From the entries below, copy every line holding the word "lines".

───── Given information ─────

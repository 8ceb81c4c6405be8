//! Positional TSV output: a pure formatter, not part of the core's
//! correctness contract.

use crate::graph::{NodeView, RoadNode};

/// Format one `<lat>\t<lon>` line per road node, separated by the host
/// platform's newline. Pure function of the iteration order it is given.
pub fn positions_tsv<'a>(nodes: impl IntoIterator<Item = NodeView<'a, RoadNode>>) -> String {
    let mut out = String::new();
    for node in nodes {
        out.push_str(&node.data.lat.to_string());
        out.push('\t');
        out.push_str(&node.data.lon.to_string());
        out.push('\n');
    }
    out
}

#[cfg(test)]
mod test {
    use super::*;
    use crate::geo::GeoPoint;
    use crate::graph::RoadGraph;

    #[test]
    fn one_line_per_node() {
        let mut graph = RoadGraph::new();
        graph.add_road_node(1, GeoPoint::new(49.20, 6.95));
        graph.add_road_node(2, GeoPoint::new(49.25, 7.05));

        let tsv = positions_tsv(graph.nodes());
        assert_eq!(tsv.lines().count(), 2);
        assert!(tsv.contains("49.2"));
    }

    #[test]
    fn empty_input_yields_empty_output() {
        let graph = RoadGraph::new();
        assert_eq!(positions_tsv(graph.nodes()), "");
    }

    #[test]
    fn is_a_pure_function_of_input_order() {
        let mut graph = RoadGraph::new();
        graph.add_road_node(1, GeoPoint::new(1.0, 2.0));
        graph.add_road_node(2, GeoPoint::new(3.0, 4.0));

        let nodes: Vec<_> = graph.nodes().collect();
        let forward = positions_tsv(nodes.iter().copied());
        let reversed = positions_tsv(nodes.into_iter().rev());
        assert_ne!(forward, reversed);
        assert_eq!(forward.lines().count(), reversed.lines().count());
    }
}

─────

▶ Solution to the exercise:
        assert_eq!(tsv.lines().count(), 2);
        assert_eq!(forward.lines().count(), reversed.lines().count());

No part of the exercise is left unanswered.